Task item: Within the material below, how many lines carry the word "extend"? Only that number is wanted.

Exercise inputs:
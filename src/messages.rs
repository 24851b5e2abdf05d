//! Ready-to-send messages
//!
//! Builds the WhatsApp, SMS and email texts an owner pastes to a prospect.
//! Pure functions: same context, same texts.

use crate::catalog::get_pack;
use crate::pricing::{calculate_delivery_date, format_date_fr, format_date_short, format_price};
use crate::proposal::ProposalRecord;
use chrono::NaiveDate;
use serde::Serialize;

/// Everything a template can mention
#[derive(Debug, Clone)]
pub struct MessageContext {
    pub prospect_name: String,
    pub prospect_company: String,
    pub pack_name: String,
    pub total_price: u32,
    pub delivery_date: NaiveDate,
    pub proposal_url: String,
    pub owner_name: String,
    pub owner_phone: String,
    pub owner_email: String,
    /// Percent and amount, shown together or not at all
    pub deposit: Option<(u8, u32)>,
    pub valid_until: Option<NaiveDate>,
    pub payment_link: Option<String>,
}

impl MessageContext {
    pub fn from_record(record: &ProposalRecord, proposal_url: String, today: NaiveDate) -> Self {
        let data = &record.data;
        let pricing = record.pricing();
        let pack_name = get_pack(&data.pack_id)
            .map(|pack| pack.name.to_string())
            .unwrap_or_else(|| data.pack_id.clone());

        Self {
            prospect_name: data.prospect_name.clone(),
            prospect_company: data.prospect_company.clone(),
            pack_name,
            total_price: pricing.total_price,
            delivery_date: calculate_delivery_date(&data.pack_id, today),
            proposal_url,
            owner_name: data.owner_name.clone(),
            owner_phone: data.owner_phone.clone(),
            owner_email: data.owner_email.clone(),
            deposit: (data.deposit_percent > 0)
                .then_some((data.deposit_percent, pricing.deposit_amount)),
            valid_until: Some(record.valid_until),
            payment_link: data.payment_link.clone(),
        }
    }

    fn first_name(&self) -> &str {
        self.prospect_name
            .split_whitespace()
            .next()
            .unwrap_or(&self.prospect_name)
    }

    fn deposit_text(&self) -> Option<String> {
        self.deposit
            .map(|(percent, amount)| format!("Acompte ({}%) : {}.", percent, format_price(amount)))
    }

    fn valid_text(&self) -> Option<String> {
        self.valid_until
            .map(|date| format!("Valable jusqu'au {}.", format_date_short(date)))
    }

    fn payment_text(&self) -> Option<String> {
        self.payment_link
            .as_ref()
            .map(|link| format!("Paiement de l'acompte : {}", link))
    }
}

#[derive(Debug, Clone, Copy, PartialEq, Eq, Serialize)]
#[serde(rename_all = "lowercase")]
pub enum MessageKind {
    Whatsapp,
    Sms,
    Email,
}

#[derive(Debug, Clone, Serialize)]
#[serde(rename_all = "camelCase")]
pub struct MessageTemplate {
    pub id: &'static str,
    pub name: &'static str,
    #[serde(rename = "type")]
    pub kind: MessageKind,
    #[serde(skip_serializing_if = "Option::is_none")]
    pub subject: Option<String>,
    pub content: String,
}

/// Join the present parts with a space
fn inline(parts: &[Option<String>]) -> String {
    parts
        .iter()
        .flatten()
        .map(String::as_str)
        .collect::<Vec<_>>()
        .join(" ")
}

/// The five templates, always in the same order
pub fn generate_messages(ctx: &MessageContext) -> Vec<MessageTemplate> {
    let first_name = ctx.first_name();
    let price = format_price(ctx.total_price);
    let delivery = format_date_fr(ctx.delivery_date);
    let deposit = ctx.deposit_text();
    let valid = ctx.valid_text();
    let payment = ctx.payment_text();

    let mut whatsapp = format!(
        "Bonjour {first_name} 👋\n\n\
         Suite à notre échange, voici votre proposition pour {company} :\n\
         👉 {url}\n\n\
         Pack {pack} à {price} — livraison estimée le {delivery}.\n",
        company = ctx.prospect_company,
        url = ctx.proposal_url,
        pack = ctx.pack_name,
    );
    let terms = inline(&[deposit.clone(), valid.clone()]);
    if !terms.is_empty() {
        whatsapp.push('\n');
        whatsapp.push_str(&terms);
        whatsapp.push('\n');
    }
    if let Some(payment) = &payment {
        whatsapp.push_str(payment);
        whatsapp.push('\n');
    }
    whatsapp.push_str(&format!("\nDites-moi si vous avez des questions !\n{}", ctx.owner_name));

    let call_me = (!ctx.owner_phone.is_empty())
        .then(|| format!("Appelez-moi au {}", ctx.owner_phone));
    let sms = inline(&[
        Some(format!(
            "{first_name}, votre proposition est prête : {} — {price}, livraison {delivery}.",
            ctx.proposal_url
        )),
        valid.clone(),
        Some("Des questions ?".to_string()),
        call_me,
    ]);

    let mut summary = vec![
        format!("• Pack {} — {} HT", ctx.pack_name, price),
        format!("• Livraison estimée : {}", delivery),
    ];
    summary.extend(deposit.iter().map(|text| format!("• {}", text)));
    summary.extend(valid.iter().map(|text| format!("• {}", text)));
    summary.extend(payment.iter().map(|text| format!("• {}", text)));

    let signature = if ctx.owner_phone.is_empty() {
        ctx.owner_email.clone()
    } else {
        format!("{} | {}", ctx.owner_phone, ctx.owner_email)
    };
    let email = format!(
        "Bonjour {first_name},\n\n\
         Merci pour notre échange.\n\n\
         Vous trouverez votre proposition personnalisée ici :\n\
         {url}\n\n\
         Résumé :\n\
         {summary}\n\n\
         N'hésitez pas à me contacter pour toute question.\n\n\
         Cordialement,\n\
         {owner}\n\
         {signature}",
        url = ctx.proposal_url,
        summary = summary.join("\n"),
        owner = ctx.owner_name,
    );

    let followup = format!(
        "{first_name}, avez-vous pu consulter la proposition ? 👉 {}\n\n\
         Je reste dispo si vous souhaitez en discuter. Bonne journée !",
        ctx.proposal_url
    );

    let urgent = format!(
        "{first_name}, {} Votre site pro à {price} : {}. On démarre ?",
        valid
            .clone()
            .unwrap_or_else(|| "proposition valable 14 jours.".to_string()),
        ctx.proposal_url
    );

    vec![
        MessageTemplate {
            id: "whatsapp-initial",
            name: "WhatsApp — Premier envoi",
            kind: MessageKind::Whatsapp,
            subject: None,
            content: whatsapp,
        },
        MessageTemplate {
            id: "sms-short",
            name: "SMS — Court",
            kind: MessageKind::Sms,
            subject: None,
            content: sms,
        },
        MessageTemplate {
            id: "email-formal",
            name: "Email — Formel",
            kind: MessageKind::Email,
            subject: Some(format!("Votre proposition site web — {}", ctx.prospect_company)),
            content: email,
        },
        MessageTemplate {
            id: "whatsapp-followup",
            name: "WhatsApp — Relance J+3",
            kind: MessageKind::Whatsapp,
            subject: None,
            content: followup,
        },
        MessageTemplate {
            id: "sms-urgent",
            name: "SMS — Offre limitée",
            kind: MessageKind::Sms,
            subject: None,
            content: urgent,
        },
    ]
}

#[cfg(test)]
mod tests {
    use super::*;
    use pretty_assertions::assert_eq;

    fn context() -> MessageContext {
        MessageContext {
            prospect_name: "Marie Dupont".to_string(),
            prospect_company: "Boulangerie Dupont".to_string(),
            pack_name: "Essentiel".to_string(),
            total_price: 1680,
            delivery_date: NaiveDate::from_ymd_opt(2024, 1, 11).unwrap(),
            proposal_url: "https://qop.example.com/p/abcdEFGH1234ijkl".to_string(),
            owner_name: "Alex Martin".to_string(),
            owner_phone: "06 12 34 56 78".to_string(),
            owner_email: "alex@example.com".to_string(),
            deposit: Some((30, 504)),
            valid_until: NaiveDate::from_ymd_opt(2024, 1, 15),
            payment_link: None,
        }
    }

    #[test]
    fn test_generates_five_templates_in_order() {
        let ids: Vec<_> = generate_messages(&context()).iter().map(|m| m.id).collect();
        assert_eq!(
            ids,
            vec!["whatsapp-initial", "sms-short", "email-formal", "whatsapp-followup", "sms-urgent"]
        );
    }

    #[test]
    fn test_email_has_subject_and_conditional_lines() {
        let messages = generate_messages(&context());
        let email = &messages[2];
        assert_eq!(email.subject.as_deref(), Some("Votre proposition site web — Boulangerie Dupont"));
        assert!(email.content.starts_with("Bonjour Marie,"));
        assert!(email.content.contains("• Acompte (30%) : 504\u{a0}€."));
        assert!(email.content.contains("• Valable jusqu'au 15/01/2024."));
        assert!(email.content.contains("06 12 34 56 78 | alex@example.com"));
        assert!(email.content.contains("11 janvier 2024"));
    }

    #[test]
    fn test_optional_parts_are_dropped() {
        let mut ctx = context();
        ctx.deposit = None;
        ctx.valid_until = None;
        ctx.owner_phone.clear();

        let messages = generate_messages(&ctx);
        assert!(!messages[0].content.contains("Acompte"));
        assert!(!messages[1].content.contains("Appelez-moi"));
        assert!(messages[2].content.ends_with("Alex Martin\nalex@example.com"));
        assert!(messages[4].content.contains("proposition valable 14 jours."));
    }

    #[test]
    fn test_payment_link_is_included() {
        let mut ctx = context();
        ctx.payment_link = Some("https://pay.example.com/x".to_string());
        let messages = generate_messages(&ctx);
        assert!(messages[0].content.contains("https://pay.example.com/x"));
        assert!(messages[2].content.contains("• Paiement de l'acompte : https://pay.example.com/x"));
    }

    #[test]
    fn test_sms_mentions_phone_and_price() {
        let messages = generate_messages(&context());
        let sms = &messages[1].content;
        assert!(sms.starts_with("Marie, votre proposition est prête"));
        assert!(sms.contains("1\u{202f}680\u{a0}€"));
        assert!(sms.ends_with("Appelez-moi au 06 12 34 56 78"));
        assert!(!sms.contains("  "));
    }

    #[test]
    fn test_serializes_kind_as_type() {
        let json = serde_json::to_value(&generate_messages(&context())[0]).unwrap();
        assert_eq!(json["type"], "whatsapp");
        assert!(json.get("subject").is_none());
    }
}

Task solution: 3